I've never usd a D2Xs and don't have a lot of experience working on cameras, but seeing as it is less than a year old and the LCD went out (I wouldn't imagine this is something you could fix) i'd say send it back and the warranty should get it fixed for free (somewhat likely you'll actually end up w/ anew camera).


----------



## Alex_B (May 20, 2007)

sounds like something where the camera has to be opened by a specialist.

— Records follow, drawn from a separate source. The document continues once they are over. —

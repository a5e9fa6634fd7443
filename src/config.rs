use crate::case::{Case, Converter};
use crate::cli::output::OutputFormat;
use anyhow::{Context, Result};
use directories::ProjectDirs;
use serde::{Deserialize, Serialize};
use std::fs;
use std::path::{Path, PathBuf};

pub const LOCAL_CONFIG_FILE: &str = ".casefmt.toml";

#[derive(Debug, Clone, PartialEq, Eq, Serialize, Deserialize)]
pub struct Config {
    #[serde(default)]
    pub case: Case,

    #[serde(default)]
    pub strict_kebab: bool,

    #[serde(default)]
    pub output: OutputFormat,

    #[serde(default = "default_log_level")]
    pub log_level: String,
}

fn default_log_level() -> String {
    "warn".to_string()
}

impl Default for Config {
    fn default() -> Self {
        Self {
            case: Case::default(),
            strict_kebab: false,
            output: OutputFormat::default(),
            log_level: default_log_level(),
        }
    }
}

/// A config file as written on disk. Unset keys leave earlier layers alone.
#[derive(Debug, Clone, Default, Deserialize)]
#[serde(deny_unknown_fields)]
struct ConfigFile {
    case: Option<Case>,
    strict_kebab: Option<bool>,
    output: Option<OutputFormat>,
    log_level: Option<String>,
}

/// Values given on the command line.
#[derive(Debug, Clone, Default)]
pub struct Overrides {
    pub case: Option<Case>,
    pub strict_kebab: bool,
    pub output: Option<OutputFormat>,
}

impl Config {
    /// Load configuration with priority: CLI args > local config > global config > defaults
    pub fn load(overrides: Overrides) -> Result<Self> {
        Self::load_from(
            Self::global_config_path().as_deref(),
            Path::new(LOCAL_CONFIG_FILE),
            overrides,
        )
    }

    pub fn load_from(global: Option<&Path>, local: &Path, overrides: Overrides) -> Result<Self> {
        let mut config = Self::default();

        if let Some(global_path) = global {
            if global_path.exists() {
                config = config.merge(Self::from_file(global_path)?);
            }
        }

        // Local config overrides global
        if local.exists() {
            config = config.merge(Self::from_file(local)?);
        }

        if let Some(case) = overrides.case {
            config.case = case;
        }
        if overrides.strict_kebab {
            config.strict_kebab = true;
        }
        if let Some(output) = overrides.output {
            config.output = output;
        }

        Ok(config)
    }

    fn from_file(path: &Path) -> Result<ConfigFile> {
        let contents = fs::read_to_string(path)
            .with_context(|| format!("Failed to read config file: {}", path.display()))?;
        toml::from_str(&contents)
            .with_context(|| format!("Failed to parse config file: {}", path.display()))
    }

    fn merge(mut self, other: ConfigFile) -> Self {
        if let Some(case) = other.case {
            self.case = case;
        }
        if let Some(strict) = other.strict_kebab {
            self.strict_kebab = strict;
        }
        if let Some(output) = other.output {
            self.output = output;
        }
        if let Some(level) = other.log_level {
            self.log_level = level;
        }
        self
    }

    pub fn converter(&self) -> Converter {
        Converter::new(self.case).with_strict_kebab(self.strict_kebab)
    }

    pub fn global_config_path() -> Option<PathBuf> {
        ProjectDirs::from("", "", "casefmt").map(|dirs| dirs.config_dir().join("config.toml"))
    }
}
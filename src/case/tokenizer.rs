// Word splitting shared by the camelCase and dot.case formatters

/// Whitespace as ECMAScript defines it: the `WhiteSpace` and
/// `LineTerminator` sets. Unlike [`char::is_whitespace`] this includes the
/// byte order mark U+FEFF and excludes NEL U+0085.
pub fn is_whitespace(ch: char) -> bool {
    matches!(
        ch,
        '\t' | '\n'
            | '\u{000B}'
            | '\u{000C}'
            | '\r'
            | ' '
            | '\u{00A0}'
            | '\u{1680}'
            | '\u{2000}'..='\u{200A}'
            | '\u{2028}'
            | '\u{2029}'
            | '\u{202F}'
            | '\u{205F}'
            | '\u{3000}'
            | '\u{FEFF}'
    )
}

/// Characters that separate words: whitespace, `-` and `_`.
pub fn is_separator(ch: char) -> bool {
    is_whitespace(ch) || ch == '-' || ch == '_'
}

/// Split `text` into its words, in order.
///
/// Any run of separators counts as a single boundary, leading and trailing
/// separators are ignored, and every returned word is non-empty. Case is
/// left untouched.
pub fn split_words(text: &str) -> Vec<&str> {
    text.split(is_separator)
        .filter(|word| !word.is_empty())
        .collect()
}
//! Validation of conversion input arriving from a dynamically typed source.
//!
//! Inside the library every formatter takes `&str`. Callers that receive
//! values from JSON, a config file, or another loosely typed boundary go
//! through [`Input`] first so that absent and mistyped values are reported
//! with the same error kinds a string-typed caller would see.

use crate::case::tokenizer::is_whitespace;
use crate::error::CaseError;
use serde_json::Value;

/// A value presented for conversion, before it is known to be a string.
#[derive(Debug, Clone, Copy, PartialEq, Eq)]
pub enum Input<'a> {
    /// No value was supplied at all.
    Missing,
    /// An explicit null.
    Null,
    Text(&'a str),
    /// Any other value, described by its runtime type name.
    Other(&'static str),
}

impl<'a> Input<'a> {
    /// Classify a JSON value. `None` means the value was absent.
    ///
    /// Type names follow the usual dynamic-language vocabulary: `boolean`,
    /// `number`, and `object` for both arrays and maps.
    pub fn from_json(value: Option<&'a Value>) -> Self {
        match value {
            None => Input::Missing,
            Some(Value::Null) => Input::Null,
            Some(Value::String(s)) => Input::Text(s.as_str()),
            Some(Value::Bool(_)) => Input::Other("boolean"),
            Some(Value::Number(_)) => Input::Other("number"),
            Some(Value::Array(_)) | Some(Value::Object(_)) => Input::Other("object"),
        }
    }

    /// Unwrap the string, rejecting absent and non-string values.
    ///
    /// Emptiness is not checked here; see [`validate`].
    pub fn into_text(self) -> Result<&'a str, CaseError> {
        match self {
            Input::Missing | Input::Null => Err(CaseError::NullOrUndefined),
            Input::Other(found) => Err(CaseError::Type { found }),
            Input::Text(text) => Ok(text),
        }
    }
}

impl<'a> From<Option<&'a str>> for Input<'a> {
    fn from(value: Option<&'a str>) -> Self {
        value.map_or(Input::Missing, Input::Text)
    }
}

impl<'a> From<&'a str> for Input<'a> {
    fn from(value: &'a str) -> Self {
        Input::Text(value)
    }
}

/// Run every pre-split check on `input`: presence, type, then emptiness.
pub fn validate(input: Input<'_>) -> Result<&str, CaseError> {
    validate_text(input.into_text()?)
}

/// Reject strings that are empty once surrounding whitespace is trimmed.
///
/// Returns the original, untrimmed text on success.
pub fn validate_text(text: &str) -> Result<&str, CaseError> {
    if text.trim_matches(is_whitespace).is_empty() {
        return Err(CaseError::EmptyInput);
    }
    Ok(text)
}
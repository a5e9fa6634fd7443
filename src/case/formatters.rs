use super::tokenizer::{is_separator, split_words};
use crate::error::CaseError;
use crate::input::validate_text;

/// Convert `text` to kebab-case.
///
/// Lower-to-upper transitions (`fooBar`) become word boundaries, runs of
/// whitespace, underscores and hyphens collapse into one hyphen, and anything
/// that is not an ASCII letter, digit or hyphen is dropped. Never fails:
/// degenerate input such as `""` or `"!!!"` yields an empty string.
pub fn to_kebab_case(text: &str) -> String {
    let mut out = String::with_capacity(text.len() + text.len() / 4);
    let mut pending_hyphen = false;
    let mut prev: Option<char> = None;

    for ch in text.chars() {
        if let Some(p) = prev {
            if p.is_ascii_lowercase() && ch.is_ascii_uppercase() {
                pending_hyphen = true;
            }
        }
        prev = Some(ch);

        if is_separator(ch) {
            pending_hyphen = true;
        } else if ch.is_ascii_alphanumeric() {
            // Leading hyphens are stripped, inner runs collapse to one
            if pending_hyphen && !out.is_empty() {
                out.push('-');
            }
            pending_hyphen = false;
            out.push(ch.to_ascii_lowercase());
        }
    }

    out
}

/// Convert `text` to camelCase.
///
/// The first word is lowercased, every following word is lowercased and
/// then has its first character uppercased.
pub fn camel_case(text: &str) -> Result<String, CaseError> {
    let words = validated_words(text)?;
    let mut out = String::with_capacity(text.len());

    for (i, word) in words.iter().enumerate() {
        let lower = word.to_lowercase();
        if i == 0 {
            out.push_str(&lower);
            continue;
        }
        let mut chars = lower.chars();
        if let Some(first) = chars.next() {
            out.extend(first.to_uppercase());
            out.push_str(chars.as_str());
        }
    }

    Ok(out)
}

/// Convert `text` to dot.case: every word lowercased, joined with `.`.
pub fn dot_case(text: &str) -> Result<String, CaseError> {
    let words = validated_words(text)?;
    Ok(words
        .iter()
        .map(|word| word.to_lowercase())
        .collect::<Vec<_>>()
        .join("."))
}

fn validated_words(text: &str) -> Result<Vec<&str>, CaseError> {
    let text = validate_text(text)?;
    let words = split_words(text);
    if words.is_empty() {
        return Err(CaseError::NoValidWords);
    }
    Ok(words)
}

#[cfg(test)]
mod tests {
    use super::*;

    #[test]
    fn test_kebab_camel_boundaries() {
        assert_eq!(to_kebab_case("fooBarBaz"), "foo-bar-baz");
        assert_eq!(to_kebab_case("PascalCase"), "pascal-case");
        // only a lower-to-upper pair is a boundary
        assert_eq!(to_kebab_case("XMLHttpRequest"), "xmlhttp-request");
        assert_eq!(to_kebab_case("aBC"), "a-bc");
    }

    #[test]
    fn test_kebab_separators() {
        assert_eq!(to_kebab_case("first name"), "first-name");
        assert_eq!(to_kebab_case("SCREEN_NAME"), "screen-name");
        assert_eq!(to_kebab_case("  many   spaces__and--dashes "), "many-spaces-and-dashes");
        assert_eq!(to_kebab_case("-leading and trailing-"), "leading-and-trailing");
    }

    #[test]
    fn test_kebab_drops_punctuation() {
        assert_eq!(to_kebab_case("hello, world!"), "hello-world");
        assert_eq!(to_kebab_case("v1.2.3"), "v123");
        // removal happens after boundary detection
        assert_eq!(to_kebab_case("a.B"), "ab");
        assert_eq!(to_kebab_case("a - . - b"), "a-b");
        assert_eq!(to_kebab_case("café au lait"), "caf-au-lait");
    }

    #[test]
    fn test_kebab_degenerate_input() {
        assert_eq!(to_kebab_case(""), "");
        assert_eq!(to_kebab_case("   "), "");
        assert_eq!(to_kebab_case("!!!"), "");
        assert_eq!(to_kebab_case("---"), "");
    }

    #[test]
    fn test_unusual_whitespace() {
        assert_eq!(to_kebab_case("a\u{FEFF}b"), "a-b");
        assert_eq!(to_kebab_case("a\u{0085}b"), "ab");
        assert_eq!(camel_case("\u{FEFF}"), Err(CaseError::EmptyInput));
        assert_eq!(dot_case("\u{FEFF} \u{FEFF}"), Err(CaseError::EmptyInput));
        assert_eq!(dot_case("a\u{FEFF}b").unwrap(), "a.b");
        assert_eq!(camel_case("user\u{3000}id").unwrap(), "userId");
        // NEL is an ordinary character, not blank
        assert_eq!(dot_case("\u{0085}").unwrap(), "\u{0085}");
    }

    #[test]
    fn test_camel_case() {
        assert_eq!(camel_case("first name").unwrap(), "firstName");
        assert_eq!(camel_case("user_id").unwrap(), "userId");
        assert_eq!(camel_case("SCREEN_NAME").unwrap(), "screenName");
        assert_eq!(camel_case("mobile-number").unwrap(), "mobileNumber");
    }

    #[test]
    fn test_camel_case_single_char_words() {
        assert_eq!(camel_case("a b c").unwrap(), "aBC");
        assert_eq!(camel_case("x").unwrap(), "x");
        assert_eq!(camel_case("point 3d").unwrap(), "point3d");
    }

    #[test]
    fn test_camel_case_does_not_split_humps() {
        assert_eq!(camel_case("fooBar baz").unwrap(), "foobarBaz");
    }

    #[test]
    fn test_camel_case_errors() {
        assert_eq!(camel_case(""), Err(CaseError::EmptyInput));
        assert_eq!(camel_case("   "), Err(CaseError::EmptyInput));
        assert_eq!(camel_case("---"), Err(CaseError::NoValidWords));
        assert_eq!(camel_case(" _ "), Err(CaseError::NoValidWords));
    }

    #[test]
    fn test_dot_case() {
        assert_eq!(dot_case("first name").unwrap(), "first.name");
        assert_eq!(dot_case("user_id").unwrap(), "user.id");
        assert_eq!(dot_case("SCREEN_NAME").unwrap(), "screen.name");
        assert_eq!(dot_case("mobile-number").unwrap(), "mobile.number");
    }

    #[test]
    fn test_dot_case_is_idempotent() {
        let once = dot_case("Some Mixed_input-here").unwrap();
        assert_eq!(once, "some.mixed.input.here");
        assert_eq!(dot_case(&once).unwrap(), once);
    }

    #[test]
    fn test_dot_case_keeps_existing_dots_inside_words() {
        // a dot is not a separator, so it survives untouched
        assert_eq!(dot_case("Version 1.2").unwrap(), "version.1.2");
    }

    #[test]
    fn test_dot_case_errors() {
        assert_eq!(dot_case("\t\n"), Err(CaseError::EmptyInput));
        assert_eq!(dot_case("_-_"), Err(CaseError::NoValidWords));
    }

    #[test]
    fn test_output_shape() {
        for input in ["first name", "  Leading space", "MIXED-case_Input here", "x_y_z"] {
            let camel = camel_case(input).unwrap();
            assert!(!camel.chars().any(|c| c.is_whitespace() || c == '-' || c == '_'));
            assert!(camel.chars().next().map_or(true, |c| !c.is_uppercase()));

            let dotted = dot_case(input).unwrap();
            let segments: Vec<_> = dotted.split('.').collect();
            assert_eq!(segments.len(), split_words(input).len());
            assert!(segments.iter().all(|s| *s == s.to_lowercase()));
        }
    }
}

send it in on warranty, only way to go I guess.


----------



## fmw (May 20, 2007)

Unless, of course, you managed to turn it off inadvertently using one of the menu options.


----------



## Sandra Lero (May 22, 2007)

Much expensive camera!  Maybe you should be much versed before buying  it.
Anyhow, don't try to fix a problem by yourself! Ask some professional service.


----------



## tr0gd0o0r (May 22, 2007)

fmw has a good point. When I got my mkII the autofocus wasn't working and a quick resetting everything to defaults did the trick.  You may want to give that a go before sending it in on warranty.


----------



## carlos (Oct 21, 2007)

I get a gift from friend; a Seculine Wire&Wireless Remote shutter controller, Twin 1 Model R2-SRN for my Nikon D2Xs; does anybody knows if there is something that I have to set in the camara menu to make it work, so far no results


----------



## Snyder (Oct 22, 2007)

If you press the menu button and the menu does work on your preview screen chances are your camera is perfectly fine, it sounds like a user problem. In the menu go to playback menu (must be a flash card in camera) then go to Image Review and turn it on. It thats easy if that the case.


----------



## Flash Harry (Oct 22, 2007)

Try reading the cameras manual and understanding the tool you use. When buying your fist car would you drive it without any learning, words almost fail me when it comes to the "photographers" on these forums. H


----------